10: Provenance
Walter Nelson-Rees is driving away from Oakland, toward the East Bay hills and Orinda. Although the passenger has requested no tour, he is from out of town and Nelson-Rees cannot resist. "This street we're on was the old Broadway of Oakland. That's old Tunnel Road over there. The freeway on our left was built with all the fill they dug out of the hill up ahead to make the Caldecott Tunnel. On the right here is a new sports complex, a recreation area I guess you'd call it, that is in the process of being constructed .... "
He turns the car back in the direction of Oakland and heads downtown.
"This church over here on Castro Street used to sit one block that way on Brush Street. They actually lifted the entire thing and moved it for the freeway."
The visitor begins to speak, but -- "Originally, I think it was Greek Orthodox. Then some kind of congregational church, and then a synagogue. I believe it's Methodist at the present time. Though I'm not sure of that .... "
The man's incredible, thinks Nelson-Rees's prisoner, he even spells out what he doesn't know.
"These are all original little Victorian houses. Bret Harte lived and worked in this area. He had a place with his stepfather here on Fifth and Clay, his stepfather who was the model for the character of Colonel Starbottle in his short story "The Romance of Madrono Hollow." Do you know Bret Harte, the writer?"

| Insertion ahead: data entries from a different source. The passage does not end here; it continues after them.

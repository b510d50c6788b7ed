use crate::{
    kind::{parse_wire_enum, wire_kind},
    registry::{TaggedFamily, VariantRegistry},
};
use chrono::{DateTime, NaiveTime};
use meshwire_core::{
    error::WireError,
    guard,
    wire::{WireBuilder, WireObject},
};
use std::sync::LazyLock;

/// Run times travel as RFC 3339 timestamps; only the time-of-day component
/// is meaningful, so encoding pins the date to year one.
fn encode_run_time(time: NaiveTime) -> String {
    format!("0001-01-01T{}Z", time.format("%H:%M:%S"))
}

fn parse_run_time(raw: &str) -> Result<NaiveTime, WireError> {
    DateTime::parse_from_rfc3339(raw)
        .map(|dt| dt.time())
        .map_err(|_| {
            WireError::invalid_format("RunTimes", format!("'{raw}' is not an RFC 3339 time"))
        })
}

wire_kind! {
    /// Discriminator for backup schedule policies.
    pub enum BackupScheduleKind {
        TimeBased => "TimeBased",
        FrequencyBased => "FrequencyBased",
    }
}

wire_kind! {
    /// Day-of-week value set for time-based schedules.
    pub enum ScheduleDay {
        Sunday => "Sunday",
        Monday => "Monday",
        Tuesday => "Tuesday",
        Wednesday => "Wednesday",
        Thursday => "Thursday",
        Friday => "Friday",
        Saturday => "Saturday",
    }
}

wire_kind! {
    /// Recurrence granularity for time-based schedules.
    pub enum ScheduleFrequency {
        Daily => "Daily",
        Weekly => "Weekly",
    }
}

///
/// BackupSchedule
///
/// When backups are taken: at fixed wall-clock times, or every N minutes.
///

#[derive(Clone, Debug, Eq, PartialEq)]
pub enum BackupSchedule {
    TimeBased(TimeBasedBackupSchedule),
    FrequencyBased(FrequencyBasedBackupSchedule),
}

impl BackupSchedule {
    fn encode_fields(&self, builder: WireBuilder) -> WireBuilder {
        match self {
            Self::TimeBased(v) => {
                let days: Vec<String> =
                    v.run_days().iter().map(|day| day.to_string()).collect();
                let times: Vec<String> = v
                    .run_times()
                    .iter()
                    .map(|time| encode_run_time(*time))
                    .collect();
                builder
                    .push("ScheduleFrequencyType", v.frequency().to_string())
                    .push("RunDays", days)
                    .push("RunTimes", times)
            }
            Self::FrequencyBased(v) => builder.push("IntervalInMinutes", v.interval_minutes()),
        }
    }
}

static REGISTRY: LazyLock<VariantRegistry<BackupSchedule>> = LazyLock::new(|| {
    VariantRegistry::builder()
        .register(
            BackupScheduleKind::TimeBased,
            TimeBasedBackupSchedule::decode_variant,
            |family, builder| family.encode_fields(builder),
        )
        .register(
            BackupScheduleKind::FrequencyBased,
            FrequencyBasedBackupSchedule::decode_variant,
            |family, builder| family.encode_fields(builder),
        )
        .build()
});

impl TaggedFamily for BackupSchedule {
    type Kind = BackupScheduleKind;
    const KIND_FIELD: &'static str = "ScheduleKind";

    fn kind(&self) -> BackupScheduleKind {
        match self {
            Self::TimeBased(_) => BackupScheduleKind::TimeBased,
            Self::FrequencyBased(_) => BackupScheduleKind::FrequencyBased,
        }
    }

    fn registry() -> &'static VariantRegistry<Self> {
        &REGISTRY
    }
}

///
/// TimeBasedBackupSchedule
///
/// Runs at listed wall-clock times; weekly schedules additionally name the
/// days they run on.
///

#[derive(Clone, Debug, Eq, PartialEq)]
pub struct TimeBasedBackupSchedule {
    frequency: ScheduleFrequency,
    run_days: Vec<ScheduleDay>,
    run_times: Vec<NaiveTime>,
}

impl TimeBasedBackupSchedule {
    pub fn new(
        frequency: ScheduleFrequency,
        run_days: Vec<ScheduleDay>,
        run_times: Vec<NaiveTime>,
    ) -> Result<Self, WireError> {
        if run_times.is_empty() {
            return Err(WireError::MissingRequiredField { field: "RunTimes" });
        }
        if frequency == ScheduleFrequency::Weekly && run_days.is_empty() {
            return Err(WireError::MissingRequiredField { field: "RunDays" });
        }

        Ok(Self {
            frequency,
            run_days,
            run_times,
        })
    }

    #[must_use]
    pub const fn frequency(&self) -> ScheduleFrequency {
        self.frequency
    }

    #[must_use]
    pub fn run_days(&self) -> &[ScheduleDay] {
        &self.run_days
    }

    #[must_use]
    pub fn run_times(&self) -> &[NaiveTime] {
        &self.run_times
    }

    fn decode_variant(obj: &WireObject<'_>) -> Result<BackupSchedule, WireError> {
        let frequency = parse_wire_enum(obj.require_str("ScheduleFrequencyType")?, "ScheduleFrequencyType")?;

        let mut run_days = Vec::new();
        if let Some(raw_days) = obj.string_array_field("RunDays")? {
            run_days.reserve(raw_days.len());
            for raw in &raw_days {
                run_days.push(parse_wire_enum(raw, "RunDays")?);
            }
        }

        let raw_times = guard::require(obj.string_array_field("RunTimes")?, "RunTimes")?;
        let mut run_times = Vec::with_capacity(raw_times.len());
        for raw in &raw_times {
            run_times.push(parse_run_time(raw)?);
        }

        Ok(BackupSchedule::TimeBased(Self::new(
            frequency, run_days, run_times,
        )?))
    }
}

///
/// FrequencyBasedBackupSchedule
///
/// Runs every `interval_minutes`; the interval lies in [1, 2147483647]
/// inclusive, checked once at construction.
///

#[derive(Clone, Debug, Eq, PartialEq)]
pub struct FrequencyBasedBackupSchedule {
    interval_minutes: i64,
}

impl FrequencyBasedBackupSchedule {
    pub const INTERVAL_MIN: i64 = 1;
    pub const INTERVAL_MAX: i64 = i32::MAX as i64;

    pub fn new(interval_minutes: i64) -> Result<Self, WireError> {
        Ok(Self {
            interval_minutes: guard::require_in_range(
                interval_minutes,
                "IntervalInMinutes",
                Self::INTERVAL_MIN,
                Self::INTERVAL_MAX,
            )?,
        })
    }

    #[must_use]
    pub const fn interval_minutes(&self) -> i64 {
        self.interval_minutes
    }

    fn decode_variant(obj: &WireObject<'_>) -> Result<BackupSchedule, WireError> {
        Ok(BackupSchedule::FrequencyBased(Self::new(
            obj.require_i64("IntervalInMinutes")?,
        )?))
    }
}

///
/// TESTS
///

#[cfg(test)]
mod tests {
    use super::*;
    use crate::codec::{decode_tagged, encode_tagged};
    use serde_json::json;

    fn nine_am() -> NaiveTime {
        NaiveTime::from_hms_opt(9, 0, 0).unwrap()
    }

    #[test]
    fn frequency_interval_bounds_are_inclusive() {
        assert!(FrequencyBasedBackupSchedule::new(0).is_err());
        assert!(FrequencyBasedBackupSchedule::new(1).is_ok());
        assert!(FrequencyBasedBackupSchedule::new(2_147_483_647).is_ok());

        let err = FrequencyBasedBackupSchedule::new(2_147_483_648).unwrap_err();
        assert_eq!(
            err,
            WireError::OutOfRange {
                field: "IntervalInMinutes",
                value: 2_147_483_648,
                min: 1,
                max: 2_147_483_647,
            }
        );
    }

    #[test]
    fn frequency_based_round_trips() {
        let schedule =
            BackupSchedule::FrequencyBased(FrequencyBasedBackupSchedule::new(90).unwrap());
        let encoded = encode_tagged(&schedule).unwrap();
        assert_eq!(encoded["ScheduleKind"], json!("FrequencyBased"));
        assert_eq!(encoded["IntervalInMinutes"], json!(90));
        assert_eq!(decode_tagged::<BackupSchedule>(&encoded).unwrap(), schedule);
    }

    #[test]
    fn time_based_round_trips() {
        let schedule = BackupSchedule::TimeBased(
            TimeBasedBackupSchedule::new(
                ScheduleFrequency::Weekly,
                vec![ScheduleDay::Monday, ScheduleDay::Friday],
                vec![nine_am()],
            )
            .unwrap(),
        );
        let encoded = encode_tagged(&schedule).unwrap();
        assert_eq!(encoded["RunDays"], json!(["Monday", "Friday"]));
        assert_eq!(encoded["RunTimes"], json!(["0001-01-01T09:00:00Z"]));
        assert_eq!(decode_tagged::<BackupSchedule>(&encoded).unwrap(), schedule);
    }

    #[test]
    fn run_times_decode_from_rfc3339_timestamps() {
        let value = json!({
            "ScheduleKind": "TimeBased",
            "ScheduleFrequencyType": "Daily",
            "RunTimes": ["0001-01-01T09:00:00Z", "2024-06-01T17:30:00+00:00"],
        });
        let BackupSchedule::TimeBased(schedule) = decode_tagged(&value).unwrap() else {
            panic!("expected TimeBased");
        };
        assert_eq!(
            schedule.run_times(),
            &[nine_am(), NaiveTime::from_hms_opt(17, 30, 0).unwrap()]
        );
    }

    #[test]
    fn weekly_schedules_require_run_days() {
        let err =
            TimeBasedBackupSchedule::new(ScheduleFrequency::Weekly, vec![], vec![nine_am()])
                .unwrap_err();
        assert_eq!(err, WireError::MissingRequiredField { field: "RunDays" });

        // Daily schedules do not.
        assert!(
            TimeBasedBackupSchedule::new(ScheduleFrequency::Daily, vec![], vec![nine_am()])
                .is_ok()
        );
    }

    #[test]
    fn malformed_run_times_fail_with_invalid_format() {
        let value = json!({
            "ScheduleKind": "TimeBased",
            "ScheduleFrequencyType": "Daily",
            "RunTimes": ["9am"],
        });
        let err = decode_tagged::<BackupSchedule>(&value).unwrap_err();
        assert_eq!(
            err,
            WireError::invalid_format("RunTimes", "'9am' is not an RFC 3339 time")
        );

        // A bare time of day is not a full timestamp either.
        let value = json!({
            "ScheduleKind": "TimeBased",
            "ScheduleFrequencyType": "Daily",
            "RunTimes": ["09:00:00"],
        });
        assert!(decode_tagged::<BackupSchedule>(&value).is_err());
    }

    #[test]
    fn unknown_schedule_day_is_an_unknown_variant() {
        let value = json!({
            "ScheduleKind": "TimeBased",
            "ScheduleFrequencyType": "Weekly",
            "RunDays": ["Monday", "Fridag"],
            "RunTimes": ["09:00:00"],
        });
        let err = decode_tagged::<BackupSchedule>(&value).unwrap_err();
        assert_eq!(err, WireError::unknown_variant("RunDays", "Fridag"));
    }
}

The passenger hesitates, then nods, wondering whether a nod will bring momentary relief or only encourage his captor.
But it makes no difference. Nothing can stop Nelson- Rees now. He is free associating in high gear, interrupting himself at every turn, improvising around the one tune his brain is always humming: Origins. Histories. Where things came from and what they used to be.
It wasn't just buildings and roadways. He read postmarks, for instance, as if they were clues to buried treasure. If a letter arrived in his office without one, he would take out his red felt tip pen, circle the stamp boldly, and write "NO CANCELLATION!" across the envelope before filing it away. It really bothered him not to know where and when the thing had been mailed.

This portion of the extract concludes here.